Reputation: 312
I have a json like below
a = {"infinity_war":["Stark", "Hulk", "Rogers", "Thanos"],
"end_game":["Stark", "Dr.Strange", "Peter"]}
Since the name "Stark" is repeating more than once in the whole json I need to keep only one occurrence of "Stark" and remove the others. I tried using pandas but it needs all the list with same length. Is there any other way.

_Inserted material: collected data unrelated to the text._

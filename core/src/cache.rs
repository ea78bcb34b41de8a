//! Best-effort flight cache.
//!
//! The cache is never authoritative. Entries are disposable copies keyed by flight
//! id with a fixed expiry; losing one costs a store read, nothing more. Callers
//! log cache errors and carry on.

use crate::flight::{Flight, FlightId};
use std::future::Future;
use std::pin::Pin;
use thiserror::Error;

/// Errors reported by a [`FlightCache`].
#[derive(Error, Debug, Clone, PartialEq, Eq)]
pub enum CacheError {
    /// Could not reach the cache server
    #[error("cache connection error: {0}")]
    Connection(String),

    /// The cache server rejected a command
    #[error("cache command error: {0}")]
    Command(String),

    /// A cached value could not be encoded or decoded
    #[error("cache serialization error: {0}")]
    Serialization(String),
}

/// Read-through / write-through acceleration for flight lookups.
///
/// `get_flight` returns `Ok(None)` on a miss.
pub trait FlightCache: Send + Sync {
    /// Look up a cached flight.
    ///
    /// # Errors
    ///
    /// Returns [`CacheError`] if the cache cannot be read. A miss is not an error.
    fn get_flight(
        &self,
        id: FlightId,
    ) -> Pin<Box<dyn Future<Output = Result<Option<Flight>, CacheError>> + Send + '_>>;

    /// Store a flight, replacing any existing entry and resetting its expiry.
    ///
    /// # Errors
    ///
    /// Returns [`CacheError`] if the entry cannot be written.
    fn set_flight<'a>(
        &'a self,
        flight: &'a Flight,
    ) -> Pin<Box<dyn Future<Output = Result<(), CacheError>> + Send + 'a>>;
}

/// Cache that stores nothing. The default when no cache is configured.
#[derive(Clone, Copy, Debug, Default)]
pub struct NoopFlightCache;

impl FlightCache for NoopFlightCache {
    fn get_flight(
        &self,
        _id: FlightId,
    ) -> Pin<Box<dyn Future<Output = Result<Option<Flight>, CacheError>> + Send + '_>> {
        Box::pin(async { Ok(None) })
    }

    fn set_flight<'a>(
        &'a self,
        _flight: &'a Flight,
    ) -> Pin<Box<dyn Future<Output = Result<(), CacheError>> + Send + 'a>> {
        Box::pin(async { Ok(()) })
    }
}

#[cfg(test)]
mod tests {
    use super::*;

    #[tokio::test]
    async fn noop_cache_always_misses() {
        let cache = NoopFlightCache;
        let result = cache.get_flight(FlightId::new()).await;
        assert_eq!(result, Ok(None));
    }
}
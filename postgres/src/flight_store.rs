//! `PostgreSQL`-backed [`FlightStore`].

use chrono::{DateTime, Utc};
use flights_core::flight::{AircraftId, Flight, FlightId, FlightStatus};
use flights_core::store::{FlightStore, RecordTimestamps, StoreError};
use sqlx::postgres::PgRow;
use sqlx::{PgPool, Row};
use std::future::Future;
use std::pin::Pin;
use uuid::Uuid;

/// Constraint guarding `(number, departure_time)`.
pub const UNIQUE_FLIGHT_CONSTRAINT: &str = "unique_flight_instance";

/// Durable flight storage over a sqlx connection pool.
///
/// The table's `unique_flight_instance` constraint is the only duplicate check:
/// a violating insert comes back as [`StoreError::Duplicate`].
///
/// # Example
///
/// ```no_run
/// use flights_postgres::PostgresFlightStore;
/// use sqlx::PgPool;
///
/// # async fn example() -> Result<(), Box<dyn std::error::Error>> {
/// let pool = PgPool::connect("postgres://localhost/flights").await?;
/// let store = PostgresFlightStore::new(pool);
/// store.migrate().await?;
/// # Ok(())
/// # }
/// ```
#[derive(Clone, Debug)]
pub struct PostgresFlightStore {
    pool: PgPool,
}

impl PostgresFlightStore {
    /// Create a store over an existing pool.
    #[must_use]
    pub const fn new(pool: PgPool) -> Self {
        Self { pool }
    }

    /// The underlying pool, e.g. for health checks.
    #[must_use]
    pub const fn pool(&self) -> &PgPool {
        &self.pool
    }

    /// Apply the embedded migrations.
    ///
    /// # Errors
    ///
    /// Returns the migrator's error if any migration fails.
    pub async fn migrate(&self) -> Result<(), sqlx::migrate::MigrateError> {
        sqlx::migrate!("./migrations").run(&self.pool).await?;
        tracing::info!("Flight store migrations applied");
        Ok(())
    }

    /// Check the database answers.
    ///
    /// # Errors
    ///
    /// Returns the driver error if the round trip fails.
    pub async fn ping(&self) -> Result<(), sqlx::Error> {
        sqlx::query("SELECT 1").execute(&self.pool).await?;
        Ok(())
    }

    async fn insert(&self, flight: &Flight) -> Result<RecordTimestamps, StoreError> {
        let row = sqlx::query(
            r"
            INSERT INTO flights (
                id, number, origin, destination,
                departure_time, arrival_time, status, aircraft_id,
                created_by, last_updated_by, organization_id
            )
            VALUES ($1, $2, $3, $4, $5, $6, $7, $8, $9, $10, $11)
            RETURNING created_at, updated_at
            ",
        )
        .bind(flight.id.as_uuid())
        .bind(&flight.number)
        .bind(&flight.origin)
        .bind(&flight.destination)
        .bind(flight.departure_time)
        .bind(flight.arrival_time)
        .bind(flight.status.as_str())
        .bind(flight.aircraft_id.as_uuid())
        .bind(flight.created_by)
        .bind(flight.last_updated_by)
        .bind(flight.organization_id)
        .fetch_one(&self.pool)
        .await
        .map_err(|e| insert_error(flight, e))?;

        let created_at: DateTime<Utc> = row
            .try_get("created_at")
            .map_err(|e| database_error(flight.id, &e))?;
        let updated_at: DateTime<Utc> = row
            .try_get("updated_at")
            .map_err(|e| database_error(flight.id, &e))?;

        record("create", "success");
        Ok(RecordTimestamps {
            created_at,
            updated_at,
        })
    }

    async fn select(&self, id: FlightId) -> Result<Flight, StoreError> {
        let row = sqlx::query(
            r"
            SELECT
                id, number, origin, destination, departure_time, arrival_time,
                status, aircraft_id, created_by, last_updated_by, organization_id,
                created_at, updated_at
            FROM flights
            WHERE id = $1
            ",
        )
        .bind(id.as_uuid())
        .fetch_optional(&self.pool)
        .await
        .map_err(|e| {
            record("get", "error");
            tracing::error!(flight_id = %id, error = %e, "Failed to load flight");
            database_error(id, &e)
        })?;

        let Some(row) = row else {
            record("get", "not_found");
            return Err(StoreError::NotFound(id));
        };

        let flight = row_to_flight(&row).map_err(|e| database_error(id, &e))?;
        record("get", "success");
        Ok(flight)
    }
}

impl FlightStore for PostgresFlightStore {
    fn create_flight<'a>(
        &'a self,
        flight: &'a Flight,
    ) -> Pin<Box<dyn Future<Output = Result<RecordTimestamps, StoreError>> + Send + 'a>> {
        Box::pin(self.insert(flight))
    }

    fn get_flight_by_id(
        &self,
        id: FlightId,
    ) -> Pin<Box<dyn Future<Output = Result<Flight, StoreError>> + Send + '_>> {
        Box::pin(self.select(id))
    }
}

fn insert_error(flight: &Flight, error: sqlx::Error) -> StoreError {
    if let sqlx::Error::Database(db_err) = &error {
        if db_err.is_unique_violation() && db_err.constraint() == Some(UNIQUE_FLIGHT_CONSTRAINT) {
            record("create", "duplicate");
            return StoreError::Duplicate {
                number: flight.number.clone(),
                departure: flight.departure_time,
            };
        }
        tracing::error!(
            flight_id = %flight.id,
            code = db_err.code().as_deref().unwrap_or_default(),
            constraint = db_err.constraint().unwrap_or_default(),
            error = %error,
            "Postgres rejected flight insert"
        );
    } else {
        tracing::error!(flight_id = %flight.id, error = %error, "Failed to insert flight");
    }
    record("create", "error");
    database_error(flight.id, &error)
}

fn database_error(flight_id: FlightId, error: &sqlx::Error) -> StoreError {
    StoreError::Database {
        flight_id,
        reason: error.to_string(),
    }
}

fn record(operation: &'static str, result: &'static str) {
    metrics::counter!(
        "flights_store_operations_total",
        "operation" => operation,
        "result" => result
    )
    .increment(1);
}

fn row_to_flight(row: &PgRow) -> Result<Flight, sqlx::Error> {
    let status: String = row.try_get("status")?;
    Ok(Flight {
        id: FlightId::from_uuid(row.try_get::<Uuid, _>("id")?),
        number: row.try_get("number")?,
        origin: row.try_get("origin")?,
        destination: row.try_get("destination")?,
        departure_time: row.try_get("departure_time")?,
        arrival_time: row.try_get("arrival_time")?,
        status: FlightStatus::parse(&status),
        aircraft_id: AircraftId::from_uuid(row.try_get::<Uuid, _>("aircraft_id")?),
        created_by: row.try_get("created_by")?,
        last_updated_by: row.try_get("last_updated_by")?,
        organization_id: row.try_get("organization_id")?,
        created_at: Some(row.try_get("created_at")?),
        updated_at: Some(row.try_get("updated_at")?),
    })
}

The result I need is
a = {"infinity_war":["Stark", "Hulk", "Rogers", "Thanos"],
"end_game":["Dr.Strange", "Peter"]}
Upvotes: 1
Views: 37
Reputation: 260965
You can use a simple loop and a set to keep track of the seen elements:
seen = set()
b = {}
for k,l in a.items():
b[k] = [x for x in l if not (x in seen or seen.add(x))]
output:
{'infinity_war': ['Stark', 'Hulk', 'Rogers', 'Thanos'],
'end_game': ['Dr.Strange', 'Peter']}
How it works:
for each key/list pair, iterate over the elements of the list. If an element is found in the seen set, skip adding it to the new list, else append it to the seen set and add it to the new list.
seen.add(x)
is always False as set.add
returns None, so (x in seen or seen.add(x))
has the boolean value of x in seen
, which we invert with not
.
Upvotes: 1